*GIVEN DATA*:

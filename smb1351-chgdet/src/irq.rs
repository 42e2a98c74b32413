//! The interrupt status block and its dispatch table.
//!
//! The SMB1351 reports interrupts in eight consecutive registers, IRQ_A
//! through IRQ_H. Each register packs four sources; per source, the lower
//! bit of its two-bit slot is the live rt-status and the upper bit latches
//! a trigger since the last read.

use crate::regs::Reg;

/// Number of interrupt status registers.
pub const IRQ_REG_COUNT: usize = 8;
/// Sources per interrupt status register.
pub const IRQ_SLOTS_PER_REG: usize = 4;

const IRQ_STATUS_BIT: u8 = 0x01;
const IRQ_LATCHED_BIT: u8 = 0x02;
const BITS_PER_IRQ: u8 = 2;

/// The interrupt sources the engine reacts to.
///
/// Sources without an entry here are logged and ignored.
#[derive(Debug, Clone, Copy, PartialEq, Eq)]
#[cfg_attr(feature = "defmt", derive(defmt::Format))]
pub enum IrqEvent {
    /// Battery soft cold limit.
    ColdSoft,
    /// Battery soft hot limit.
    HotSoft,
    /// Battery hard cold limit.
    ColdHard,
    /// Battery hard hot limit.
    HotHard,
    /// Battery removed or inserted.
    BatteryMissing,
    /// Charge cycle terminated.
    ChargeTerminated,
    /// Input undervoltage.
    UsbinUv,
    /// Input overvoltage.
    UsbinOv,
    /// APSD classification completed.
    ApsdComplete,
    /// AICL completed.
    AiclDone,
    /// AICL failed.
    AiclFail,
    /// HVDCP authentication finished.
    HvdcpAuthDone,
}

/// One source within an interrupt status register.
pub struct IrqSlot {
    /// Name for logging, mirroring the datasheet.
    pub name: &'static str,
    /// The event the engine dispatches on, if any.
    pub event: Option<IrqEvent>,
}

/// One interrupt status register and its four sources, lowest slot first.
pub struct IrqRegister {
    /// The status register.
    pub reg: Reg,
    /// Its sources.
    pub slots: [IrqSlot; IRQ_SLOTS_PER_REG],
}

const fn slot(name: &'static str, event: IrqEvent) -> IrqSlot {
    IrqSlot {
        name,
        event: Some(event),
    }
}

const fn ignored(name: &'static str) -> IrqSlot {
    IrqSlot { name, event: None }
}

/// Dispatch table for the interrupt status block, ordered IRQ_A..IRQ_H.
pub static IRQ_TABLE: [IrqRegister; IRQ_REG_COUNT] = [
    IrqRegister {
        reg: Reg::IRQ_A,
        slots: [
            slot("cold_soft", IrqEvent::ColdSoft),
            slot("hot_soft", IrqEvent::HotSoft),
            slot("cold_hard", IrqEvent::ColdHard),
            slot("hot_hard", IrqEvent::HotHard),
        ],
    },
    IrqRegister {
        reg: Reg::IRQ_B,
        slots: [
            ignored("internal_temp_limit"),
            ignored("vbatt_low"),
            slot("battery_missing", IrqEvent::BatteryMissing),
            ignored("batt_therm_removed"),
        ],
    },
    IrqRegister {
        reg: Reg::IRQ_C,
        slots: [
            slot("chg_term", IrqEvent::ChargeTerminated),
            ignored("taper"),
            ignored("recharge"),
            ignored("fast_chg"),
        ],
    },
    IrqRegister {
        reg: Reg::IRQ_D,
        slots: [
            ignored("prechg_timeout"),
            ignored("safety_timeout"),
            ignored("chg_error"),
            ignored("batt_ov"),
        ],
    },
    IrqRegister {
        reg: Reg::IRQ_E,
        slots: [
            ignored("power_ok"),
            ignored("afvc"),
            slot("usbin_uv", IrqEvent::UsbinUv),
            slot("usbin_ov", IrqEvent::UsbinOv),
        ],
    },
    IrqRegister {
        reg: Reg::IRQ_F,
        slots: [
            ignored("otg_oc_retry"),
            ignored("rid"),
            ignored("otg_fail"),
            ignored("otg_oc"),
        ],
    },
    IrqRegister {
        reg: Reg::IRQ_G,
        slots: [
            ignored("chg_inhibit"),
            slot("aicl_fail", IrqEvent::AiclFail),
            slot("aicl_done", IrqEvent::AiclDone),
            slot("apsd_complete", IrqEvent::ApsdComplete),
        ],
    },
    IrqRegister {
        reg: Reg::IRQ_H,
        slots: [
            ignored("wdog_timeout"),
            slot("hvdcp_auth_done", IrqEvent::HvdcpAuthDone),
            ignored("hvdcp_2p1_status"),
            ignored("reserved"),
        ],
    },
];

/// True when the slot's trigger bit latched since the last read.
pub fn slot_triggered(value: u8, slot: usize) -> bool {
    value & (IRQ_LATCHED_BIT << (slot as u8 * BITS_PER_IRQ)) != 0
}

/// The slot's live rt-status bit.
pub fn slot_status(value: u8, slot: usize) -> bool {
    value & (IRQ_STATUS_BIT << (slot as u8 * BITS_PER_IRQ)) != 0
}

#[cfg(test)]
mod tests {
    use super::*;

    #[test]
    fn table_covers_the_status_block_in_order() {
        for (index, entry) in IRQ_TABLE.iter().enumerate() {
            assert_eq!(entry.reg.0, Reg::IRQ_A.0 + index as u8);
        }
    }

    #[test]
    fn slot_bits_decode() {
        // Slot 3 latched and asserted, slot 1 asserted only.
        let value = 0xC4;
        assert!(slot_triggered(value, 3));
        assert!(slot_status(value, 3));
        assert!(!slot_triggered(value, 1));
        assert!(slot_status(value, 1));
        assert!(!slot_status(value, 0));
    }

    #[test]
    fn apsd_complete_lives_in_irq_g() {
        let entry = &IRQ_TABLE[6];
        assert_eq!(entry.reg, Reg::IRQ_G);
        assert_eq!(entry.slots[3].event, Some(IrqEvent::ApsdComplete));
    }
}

*WHAT TO DO*: Make an exact copy of every record in the listing.

*RESPONSE TO THIS TASK*:
filename smb1351-chgdet/src/irq.rs
repository 42e2a98c74b32413
//! The interrupt status block and its dispatch table.
//!
//! The SMB1351 reports interrupts in eight consecutive registers, IRQ_A
//! through IRQ_H. Each register packs four sources; per source, the lower
//! bit of its two-bit slot is the live rt-status and the upper bit latches
//! a trigger since the last read.

use crate::regs::Reg;

/// Number of interrupt status registers.
pub const IRQ_REG_COUNT: usize = 8;
/// Sources per interrupt status register.
pub const IRQ_SLOTS_PER_REG: usize = 4;

const IRQ_STATUS_BIT: u8 = 0x01;
const IRQ_LATCHED_BIT: u8 = 0x02;
const BITS_PER_IRQ: u8 = 2;

/// The interrupt sources the engine reacts to.
///
/// Sources without an entry here are logged and ignored.
#[derive(Debug, Clone, Copy, PartialEq, Eq)]
#[cfg_attr(feature = "defmt", derive(defmt::Format))]
pub enum IrqEvent {
    /// Battery soft cold limit.
    ColdSoft,
    /// Battery soft hot limit.
    HotSoft,
    /// Battery hard cold limit.
    ColdHard,
    /// Battery hard hot limit.
    HotHard,
    /// Battery removed or inserted.
    BatteryMissing,
    /// Charge cycle terminated.
    ChargeTerminated,
    /// Input undervoltage.
    UsbinUv,
    /// Input overvoltage.
    UsbinOv,
    /// APSD classification completed.
    ApsdComplete,
    /// AICL completed.
    AiclDone,
    /// AICL failed.
    AiclFail,
    /// HVDCP authentication finished.
    HvdcpAuthDone,
}

/// One source within an interrupt status register.
pub struct IrqSlot {
    /// Name for logging, mirroring the datasheet.
    pub name: &'static str,
    /// The event the engine dispatches on, if any.
    pub event: Option<IrqEvent>,
}

/// One interrupt status register and its four sources, lowest slot first.
pub struct IrqRegister {
    /// The status register.
    pub reg: Reg,
    /// Its sources.
    pub slots: [IrqSlot; IRQ_SLOTS_PER_REG],
}

const fn slot(name: &'static str, event: IrqEvent) -> IrqSlot {
    IrqSlot {
        name,
        event: Some(event),
    }
}

const fn ignored(name: &'static str) -> IrqSlot {
    IrqSlot { name, event: None }
}

/// Dispatch table for the interrupt status block, ordered IRQ_A..IRQ_H.
pub static IRQ_TABLE: [IrqRegister; IRQ_REG_COUNT] = [
    IrqRegister {
        reg: Reg::IRQ_A,
        slots: [
            slot("cold_soft", IrqEvent::ColdSoft),
            slot("hot_soft", IrqEvent::HotSoft),
            slot("cold_hard", IrqEvent::ColdHard),
            slot("hot_hard", IrqEvent::HotHard),
        ],
    },
    IrqRegister {
        reg: Reg::IRQ_B,
        slots: [
            ignored("internal_temp_limit"),
            ignored("vbatt_low"),
            slot("battery_missing", IrqEvent::BatteryMissing),
            ignored("batt_therm_removed"),
        ],
    },
    IrqRegister {
        reg: Reg::IRQ_C,
        slots: [
            slot("chg_term", IrqEvent::ChargeTerminated),
            ignored("taper"),
            ignored("recharge"),
            ignored("fast_chg"),
        ],
    },
    IrqRegister {
        reg: Reg::IRQ_D,
        slots: [
            ignored("prechg_timeout"),
            ignored("safety_timeout"),
            ignored("chg_error"),
            ignored("batt_ov"),
        ],
    },
    IrqRegister {
        reg: Reg::IRQ_E,
        slots: [
            ignored("power_ok"),
            ignored("afvc"),
            slot("usbin_uv", IrqEvent::UsbinUv),
            slot("usbin_ov", IrqEvent::UsbinOv),
        ],
    },
    IrqRegister {
        reg: Reg::IRQ_F,
        slots: [
            ignored("otg_oc_retry"),
            ignored("rid"),
            ignored("otg_fail"),
            ignored("otg_oc"),
        ],
    },
    IrqRegister {
        reg: Reg::IRQ_G,
        slots: [
            ignored("chg_inhibit"),
            slot("aicl_fail", IrqEvent::AiclFail),
            slot("aicl_done", IrqEvent::AiclDone),
            slot("apsd_complete", IrqEvent::ApsdComplete),
        ],
    },
    IrqRegister {
        reg: Reg::IRQ_H,
        slots: [
            ignored("wdog_timeout"),
            slot("hvdcp_auth_done", IrqEvent::HvdcpAuthDone),
            ignored("hvdcp_2p1_status"),
            ignored("reserved"),
        ],
    },
];

/// True when the slot's trigger bit latched since the last read.
pub fn slot_triggered(value: u8, slot: usize) -> bool {
    value & (IRQ_LATCHED_BIT << (slot as u8 * BITS_PER_IRQ)) != 0
}

/// The slot's live rt-status bit.
pub fn slot_status(value: u8, slot: usize) -> bool {
    value & (IRQ_STATUS_BIT << (slot as u8 * BITS_PER_IRQ)) != 0
}

#[cfg(test)]
mod tests {
    use super::*;

    #[test]
    fn table_covers_the_status_block_in_order() {
        for (index, entry) in IRQ_TABLE.iter().enumerate() {
            assert_eq!(entry.reg.0, Reg::IRQ_A.0 + index as u8);
        }
    }

    #[test]
    fn slot_bits_decode() {
        // Slot 3 latched and asserted, slot 1 asserted only.
        let value = 0xC4;
        assert!(slot_triggered(value, 3));
        assert!(slot_status(value, 3));
        assert!(!slot_triggered(value, 1));
        assert!(slot_status(value, 1));
        assert!(!slot_status(value, 0));
    }

    #[test]
    fn apsd_complete_lives_in_irq_g() {
        let entry = &IRQ_TABLE[6];
        assert_eq!(entry.reg, Reg::IRQ_G);
        assert_eq!(entry.slots[3].event, Some(IrqEvent::ApsdComplete));
    }
}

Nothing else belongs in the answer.